South African legal case

National Commissioner of The South African Police Service v Southern African Human Rights Litigation Centre and Another, sometimes known as the torture docket case, is a 2014 decision of the Constitutional Court of South Africa on universal jurisdiction in international criminal law. The court held unanimously that the South African state was obligated, both under South African law and under international law, to prosecute the international crime of torture. However, that obligation was limited by the requirements of subsidiarity, complementarity, and practicality.

The case arose from credible allegations that Zimbabwean officials had tortured members of the Movement for Democratic Change inside Zimbabwe in 2007. The two respondents, the Southern African Human Rights Litigation Centre and the Zimbabwean Exiles' Forum, had laid suit after the acting National Director of Public Prosecutions, Mokotedi Mpshe, informed them that the National Prosecuting Authority did not intend to investigate the allegations.

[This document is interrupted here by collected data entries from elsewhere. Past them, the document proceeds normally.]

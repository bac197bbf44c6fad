//! # offtarget-hunter
//!
//! CRISPR guide 脱靶位点搜索引擎：在整条基因组上找出与 guide 在有界编辑距离内
//! 近似匹配、且满足 PAM 识别模式的所有位点。
//!
//! 本 crate 提供：
//!
//! - **候选提取**：按 motif 扫描基因组，去掉 PAM、在延伸端补齐 D 个碱基
//! - **有界比对**：带状、锚定、支持 IUPAC 简并碱基的编辑距离
//! - **三种索引**：前缀分桶线性索引、计数草图（只高估不低估）、每桶一棵 VP 树
//! - **批量查询**：按 guide 并行，按输入顺序汇总，可输出逐条比对明细
//!
//! ## 快速示例
//!
//! ```rust,no_run
//! use offtarget_hunter::genome::Genome;
//! use offtarget_hunter::index::{build_database, BuildOptions, Database, IndexKind};
//! use offtarget_hunter::motif::MotifSpec;
//! use offtarget_hunter::query::{QueryEngine, SearchRequest};
//!
//! # fn main() -> offtarget_hunter::error::Result<()> {
//! let genome = Genome::from_fasta("genome.fa".as_ref())?;
//! let motif = MotifSpec::named("Cas9")?.with_distance(3)?;
//! let opts = BuildOptions { kind: IndexKind::Tree, ..BuildOptions::default() };
//! build_database(&genome, &motif, &opts, "cas9_db".as_ref())?;
//!
//! let db = Database::open("cas9_db".as_ref())?;
//! let guides = vec!["GACGCATAAAGATGAGACGC".to_string()];
//! let report = QueryEngine::new(&db).run(&guides, &SearchRequest::new(2))?;
//! report.write_tsv(std::io::stdout())?;
//! # Ok(())
//! # }
//! ```
//!
//! ## 模块说明
//!
//! - [`motif`]：识别模式（guide 区 + PAM 掩码）与预置 Cas9 / Cas12a
//! - [`genome`]：只读基因组句柄、motif 扫描、候选提取
//! - [`align`]：有界编辑距离比对引擎
//! - [`index`]：前缀分桶与三种索引、数据库读写
//! - [`query`]：批量查询与结果输出
//! - [`io`]：FASTA 解析
//! - [`util`]：IUPAC / 反向互补等碱基工具

pub mod align;
pub mod error;
pub mod genome;
pub mod index;
pub mod io;
pub mod motif;
pub mod query;
pub mod util;
pub mod fasta;
use std::fmt;

use serde::{Deserialize, Serialize};

use crate::error::{OffTargetError, Result};
use crate::util::dna;

/// Which end of the guide receives the extra `distance` flanking bases.
/// Alignment is anchored at the opposite end.
#[derive(Debug, Clone, Copy, PartialEq, Eq, Serialize, Deserialize)]
pub enum ExtensionSide {
    FivePrime,
    ThreePrime,
}

/// 识别模式（motif）描述：哪些位置是 guide 可变区，哪些位置是 PAM。
///
/// 以两条等长模板给出：
/// - `fwdmotif`：`N` 表示 guide 位置，`X` 表示 PAM 位置，例如 Cas9 为 `N{20}XXX`
/// - `fwdpam`：`X` 表示 guide 位置，其余为 PAM 的 IUPAC 碱基，例如 Cas9 为 `X{20}NGG`
///
/// 构造时校验，之后不可变；反序列化同样经过校验。
#[derive(Debug, Clone, PartialEq, Eq, Serialize, Deserialize)]
#[serde(try_from = "MotifDef", into = "MotifDef")]
pub struct MotifSpec {
    alias: String,
    fwdmotif: String,
    fwdpam: String,
    forward_strand: bool,
    reverse_strand: bool,
    distance: u32,
    extension: ExtensionSide,
    guide_loci: Vec<usize>,
    pam_loci: Vec<usize>,
}

/// On-disk mirror of [`MotifSpec`] without the derived loci.
#[derive(Debug, Clone, Serialize, Deserialize)]
struct MotifDef {
    alias: String,
    fwdmotif: String,
    fwdpam: String,
    forward_strand: bool,
    reverse_strand: bool,
    distance: u32,
    extension: ExtensionSide,
}

impl TryFrom<MotifDef> for MotifSpec {
    type Error = OffTargetError;

    fn try_from(d: MotifDef) -> Result<Self> {
        let distance = i32::try_from(d.distance)
            .map_err(|_| OffTargetError::config(format!("distance {} is too large", d.distance)))?;
        MotifSpec::new(
            &d.alias,
            &d.fwdmotif,
            &d.fwdpam,
            d.forward_strand,
            d.reverse_strand,
            distance,
            d.extension,
        )
    }
}

impl From<MotifSpec> for MotifDef {
    fn from(m: MotifSpec) -> Self {
        Self {
            alias: m.alias,
            fwdmotif: m.fwdmotif,
            fwdpam: m.fwdpam,
            forward_strand: m.forward_strand,
            reverse_strand: m.reverse_strand,
            distance: m.distance,
            extension: m.extension,
        }
    }
}

impl MotifSpec {
    pub fn new(
        alias: &str,
        fwdmotif: &str,
        fwdpam: &str,
        forward_strand: bool,
        reverse_strand: bool,
        distance: i32,
        extension: ExtensionSide,
    ) -> Result<Self> {
        let fwdmotif = fwdmotif.trim().to_ascii_uppercase();
        let fwdpam = fwdpam.trim().to_ascii_uppercase();
        if fwdmotif.is_empty() {
            return Err(OffTargetError::config("motif template is empty"));
        }
        if fwdmotif.len() != fwdpam.len() {
            return Err(OffTargetError::config(format!(
                "motif template length {} differs from PAM template length {}",
                fwdmotif.len(),
                fwdpam.len()
            )));
        }
        if distance < 0 {
            return Err(OffTargetError::config(format!("distance must be >= 0, got {}", distance)));
        }
        if !forward_strand && !reverse_strand {
            return Err(OffTargetError::config("both strands are disabled"));
        }

        let mut guide_loci = Vec::new();
        let mut pam_loci = Vec::new();
        for (i, (m, p)) in fwdmotif.bytes().zip(fwdpam.bytes()).enumerate() {
            match (m, p) {
                (b'N', b'X') => guide_loci.push(i),
                (b'X', p) if p != b'X' && dna::iupac_mask(p) != 0 => pam_loci.push(i),
                _ => {
                    return Err(OffTargetError::config(format!(
                        "position {} is '{}' in the motif and '{}' in the PAM template; \
                         expected N/X for guide or X/<IUPAC> for PAM",
                        i, m as char, p as char
                    )))
                }
            }
        }
        if guide_loci.is_empty() {
            return Err(OffTargetError::config("motif has no variable guide positions"));
        }

        Ok(Self {
            alias: alias.to_string(),
            fwdmotif,
            fwdpam,
            forward_strand,
            reverse_strand,
            distance: distance as u32,
            extension,
            guide_loci,
            pam_loci,
        })
    }

    /// Built-in motifs. `Cas9` extends on the 5' side, `Cas12a` (`Cpf1`) on the 3' side.
    pub fn named(alias: &str) -> Result<Self> {
        match alias.to_ascii_lowercase().as_str() {
            "cas9" => Self::new(
                "Cas9",
                "NNNNNNNNNNNNNNNNNNNNXXX",
                "XXXXXXXXXXXXXXXXXXXXNGG",
                true,
                true,
                4,
                ExtensionSide::FivePrime,
            ),
            "cas12a" | "cpf1" => Self::new(
                "Cas12a",
                "XXXXNNNNNNNNNNNNNNNNNNNN",
                "TTTVXXXXXXXXXXXXXXXXXXXX",
                true,
                true,
                4,
                ExtensionSide::ThreePrime,
            ),
            _ => Err(OffTargetError::config(format!("unknown motif alias '{}'", alias))),
        }
    }

    /// Same motif with a different distance bound.
    pub fn with_distance(&self, distance: i32) -> Result<Self> {
        Self::new(
            &self.alias,
            &self.fwdmotif,
            &self.fwdpam,
            self.forward_strand,
            self.reverse_strand,
            distance,
            self.extension,
        )
    }

    /// Same motif restricted to the given strands.
    pub fn with_strands(&self, forward: bool, reverse: bool) -> Result<Self> {
        Self::new(
            &self.alias,
            &self.fwdmotif,
            &self.fwdpam,
            forward,
            reverse,
            self.distance as i32,
            self.extension,
        )
    }

    pub fn alias(&self) -> &str {
        &self.alias
    }

    /// Full pattern length (guide + PAM).
    pub fn pattern_len(&self) -> usize {
        self.fwdmotif.len()
    }

    /// Variable-region (guide) length L.
    pub fn guide_len(&self) -> usize {
        self.guide_loci.len()
    }

    pub fn pam_len(&self) -> usize {
        self.pam_loci.len()
    }

    /// PAM bases in pattern order.
    pub fn pam_mask(&self) -> Vec<u8> {
        let pam = self.fwdpam.as_bytes();
        self.pam_loci.iter().map(|&i| pam[i]).collect()
    }

    pub fn distance(&self) -> u32 {
        self.distance
    }

    pub fn extension(&self) -> ExtensionSide {
        self.extension
    }

    pub fn forward_strand(&self) -> bool {
        self.forward_strand
    }

    pub fn reverse_strand(&self) -> bool {
        self.reverse_strand
    }

    /// Length of a stored candidate: L + D.
    pub fn candidate_len(&self) -> usize {
        self.guide_len() + self.distance as usize
    }

    /// True when the 3' end is anchored, i.e. sequences are compared from their last base.
    #[inline]
    pub fn anchored_at_end(&self) -> bool {
        self.extension == ExtensionSide::FivePrime
    }

    /// Per-base PAM test on a pattern-length window in motif orientation.
    pub fn pam_matches(&self, window: &[u8]) -> bool {
        if window.len() != self.pattern_len() {
            return false;
        }
        let pam = self.fwdpam.as_bytes();
        self.pam_loci.iter().all(|&i| dna::pam_accepts(pam[i], window[i]))
    }

    /// Same test for the reverse strand, given the forward-strand bases of the window.
    pub fn pam_matches_revcomp(&self, forward: &[u8]) -> bool {
        let m = self.pattern_len();
        if forward.len() != m {
            return false;
        }
        let pam = self.fwdpam.as_bytes();
        self.pam_loci
            .iter()
            .all(|&i| dna::pam_accepts(pam[i], dna::complement(forward[m - 1 - i])))
    }

    /// 从带延伸的窗口（长度 pattern_len + D）中删除 PAM 位置，得到长度 L + D 的候选序列。
    pub fn strip_pam(&self, extended: &[u8]) -> Vec<u8> {
        let offset = match self.extension {
            ExtensionSide::FivePrime => extended.len().saturating_sub(self.pattern_len()),
            ExtensionSide::ThreePrime => 0,
        };
        let mut out = Vec::with_capacity(extended.len().saturating_sub(self.pam_len()));
        let mut pam = self.pam_loci.iter().map(|&i| i + offset).peekable();
        for (i, &b) in extended.iter().enumerate() {
            if pam.peek() == Some(&i) {
                pam.next();
                continue;
            }
            out.push(b);
        }
        out
    }

    /// The L bases of a candidate at the anchored end, i.e. its exact-match key.
    pub fn guide_region<'a>(&self, candidate: &'a [u8]) -> &'a [u8] {
        let l = self.guide_len().min(candidate.len());
        match self.extension {
            ExtensionSide::FivePrime => &candidate[candidate.len() - l..],
            ExtensionSide::ThreePrime => &candidate[..l],
        }
    }
}

impl fmt::Display for MotifSpec {
    fn fmt(&self, f: &mut fmt::Formatter<'_>) -> fmt::Result {
        write!(
            f,
            "{} motif={} pam={} strands={}{} distance={} extends={}",
            self.alias,
            self.fwdmotif,
            self.fwdpam,
            if self.forward_strand { "+" } else { "" },
            if self.reverse_strand { "-" } else { "" },
            self.distance,
            match self.extension {
                ExtensionSide::FivePrime => "5'",
                ExtensionSide::ThreePrime => "3'",
            }
        )
    }
}
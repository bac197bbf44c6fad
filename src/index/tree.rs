use std::path::Path;

use log::{debug, info};
use rayon::prelude::*;
use rustc_hash::FxHashMap;

use crate::align::{AlignmentEngine, EditBuffer};
use crate::error::{OffTargetError, Result};
use crate::genome::CandidateRecord;

use super::prefix::PrefixPartitioner;
use super::vptree::{TreeOptions, VpTree};
use super::{storage, Hit};

/// 每个前缀桶一棵 VP 树。
#[derive(Debug, Clone)]
pub struct TreeIndex {
    partitioner: PrefixPartitioner,
    trees: FxHashMap<String, VpTree>,
}

impl TreeIndex {
    /// Builds one tree per bucket in parallel.
    pub fn build(
        partitioner: PrefixPartitioner,
        buckets: Vec<(String, Vec<CandidateRecord>)>,
        engine: &AlignmentEngine,
        opts: &TreeOptions,
    ) -> Self {
        let trees: FxHashMap<String, VpTree> = buckets
            .into_par_iter()
            .map(|(key, bucket)| {
                let tree = VpTree::build(bucket, engine, opts);
                debug!("tree bucket {}: {} items, depth {}", key, tree.len(), tree.depth());
                (key, tree)
            })
            .collect();
        Self { partitioner, trees }
    }

    pub fn save(&self, dir: &Path) -> Result<()> {
        let out = dir.join(storage::TREE_DIR);
        std::fs::create_dir_all(&out)?;
        self.trees
            .par_iter()
            .try_for_each(|(key, tree)| storage::save(&storage::bucket_file(&out, key), tree))?;
        info!("tree index: {} buckets written to {}", self.trees.len(), out.display());
        Ok(())
    }

    pub fn open(dir: &Path, partitioner: PrefixPartitioner) -> Result<Self> {
        let files = storage::list_buckets(&dir.join(storage::TREE_DIR), partitioner.len())?;
        let trees = files
            .par_iter()
            .map(|(key, path)| {
                let tree: VpTree = storage::load(path)?;
                tree.validate()?;
                Ok((key.clone(), tree))
            })
            .collect::<Result<FxHashMap<_, _>>>()?;
        Ok(Self { partitioner, trees })
    }

    pub fn bucket_count(&self) -> usize {
        self.trees.len()
    }

    pub fn candidate_count(&self) -> usize {
        self.trees.values().map(VpTree::len).sum()
    }

    pub fn tree(&self, key: &str) -> Option<&VpTree> {
        self.trees.get(key)
    }

    pub fn search(
        &self,
        engine: &AlignmentEngine,
        guide: &[u8],
        distance: u32,
        buf: &mut EditBuffer,
        out: &mut Vec<Hit>,
    ) {
        for key in self.partitioner.reachable_keys(guide, distance) {
            if let Some(tree) = self.trees.get(&key) {
                tree.search(engine, guide, distance, buf, out);
            }
        }
    }

    /// Renders the top `levels` of one bucket's tree, or of the first bucket
    /// in key order when `prefix` is `None`.
    pub fn inspect(&self, prefix: Option<&str>, levels: usize) -> Result<String> {
        let key = match prefix {
            Some(p) => p.to_ascii_uppercase(),
            None => self
                .trees
                .keys()
                .min()
                .cloned()
                .ok_or_else(|| OffTargetError::config("tree index has no buckets"))?,
        };
        if key.len() != self.partitioner.len() {
            return Err(OffTargetError::config(format!(
                "bucket prefix '{}' must have length {}",
                key,
                self.partitioner.len()
            )));
        }
        let tree = self
            .trees
            .get(&key)
            .ok_or_else(|| OffTargetError::config(format!("no bucket '{}' in this database", key)))?;
        Ok(format!(
            "bucket {}: {} items, {} nodes, depth {}\n{}",
            key,
            tree.len(),
            tree.node_count(),
            tree.depth(),
            tree.render(levels)
        ))
    }
}

#[cfg(test)]
mod tests {
    use super::*;
    use crate::genome::Strand;
    use crate::index::linear::LinearIndex;
    use crate::index::vptree::PivotRule;
    use crate::motif::{ExtensionSide, MotifSpec};
    use crate::util::dna;

    fn candidates(n: usize, len: usize) -> Vec<CandidateRecord> {
        let mut x: u32 = 17;
        (0..n)
            .map(|i| {
                let sequence = (0..len)
                    .map(|_| {
                        x = x.wrapping_mul(1_103_515_245).wrapping_add(12_345);
                        dna::ACGT[(x >> 16) as usize % 4]
                    })
                    .collect();
                CandidateRecord { sequence, position: i as u64, strand: Strand::Forward, contig: 0 }
            })
            .collect()
    }

    #[test]
    fn matches_linear_index() {
        let m = MotifSpec::new("toy", "NNNNNNXXX", "XXXXXXNGG", true, true, 2, ExtensionSide::FivePrime).unwrap();
        let engine = AlignmentEngine::new(&m);
        let part = PrefixPartitioner::new(2, &m).unwrap();
        let cands = candidates(2_000, 8);
        let opts = TreeOptions { leaf_size: 8, metric_cap: 2, pivot: PivotRule::First };
        let tree = TreeIndex::build(part, part.partition(cands.clone()), &engine, &opts);
        let linear = LinearIndex::from_buckets(part, part.partition(cands.clone()));
        assert_eq!(tree.candidate_count(), linear.candidate_count());

        let mut buf = EditBuffer::new();
        for c in cands.iter().step_by(97) {
            let guide = engine.anchored_region(&c.sequence).to_vec();
            for d in 0..=2 {
                let (mut a, mut b) = (Vec::new(), Vec::new());
                tree.search(&engine, &guide, d, &mut buf, &mut a);
                linear.search(&engine, &guide, d, &mut buf, &mut b);
                a.sort();
                b.sort();
                assert_eq!(a, b);
                assert!(a.iter().any(|h| h.position == c.position));
            }
        }
    }

    #[test]
    fn inspect_validates_prefix() {
        let m = MotifSpec::new("toy", "NNNNXXX", "XXXXNGG", true, true, 1, ExtensionSide::ThreePrime).unwrap();
        let engine = AlignmentEngine::new(&m);
        let part = PrefixPartitioner::new(2, &m).unwrap();
        let opts = TreeOptions { leaf_size: 2, metric_cap: 1, pivot: PivotRule::First };
        let tree = TreeIndex::build(part, part.partition(candidates(50, 5)), &engine, &opts);
        let first = tree.inspect(None, 2).unwrap();
        assert!(first.starts_with("bucket "));
        assert!(tree.inspect(Some("ACG"), 2).is_err());

        let dir = tempfile::tempdir().unwrap();
        tree.save(dir.path()).unwrap();
        let back = TreeIndex::open(dir.path(), part).unwrap();
        assert_eq!(back.bucket_count(), tree.bucket_count());
        assert_eq!(back.inspect(None, 2).unwrap(), first);
    }
}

The matter was initially heard as Southern African Litigation Centre v National Director of Public Prosecutions in the North Gauteng High Court, where Judge Hans Fabricius ruled in the non-profits' favour on 8 May 2012. It was then appealed unsuccessfully to the Supreme Court of Appeal, where the High Court's ruling was upheld by Judge of Appeal Mahomed Navsa on 27 November 2013. Finally, the National Commissioner of the South African Police Service (SAPS) appealed to the Constitutional Court, where the matter was heard on 19 May 2014 and decided on 30 October 2014. Jeremy Gauntlett SC represented the National Commissioner and Wim Trengove SC represented the non-profit respondents.

In May 2020, the Mail & Guardian reported that South African law enforcement had been slow to implement the court's order.